TASK DESCRIPTION –
In how many lines of the records below does the word "DefinitionError" appear? Reply with the number only.

- - - -

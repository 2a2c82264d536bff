//! Shared helpers for the integration tests.
#![allow(dead_code)]

use sentree::definitions::Translator;
use sentree::errors::DefinitionError;
use sentree::normalize::Token;

/// Builds tokens from `morpheme/TAG` pairs separated by spaces.
pub fn tokens(annotated: &str) -> Vec<Token> {
    annotated
        .split_whitespace()
        .map(|pair| {
            let (morpheme, tag) = pair.rsplit_once('/').expect("pair must be `morpheme/TAG`");
            Token::new(morpheme, tag, morpheme)
        })
        .collect()
}

/// A translator that always returns the same text.
pub struct FixedTranslator(pub &'static str);

impl Translator for FixedTranslator {
    fn translate(&self, _text: &str) -> Result<String, DefinitionError> {
        Ok(self.0.to_string())
    }
}

/// A translator that can never be reached.
pub struct DownTranslator;

impl Translator for DownTranslator {
    fn translate(&self, _text: &str) -> Result<String, DefinitionError> {
        Err(DefinitionError::Transport("connection refused".to_string()))
    }
}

- - - -

OUTPUT FOR THIS TASK –
4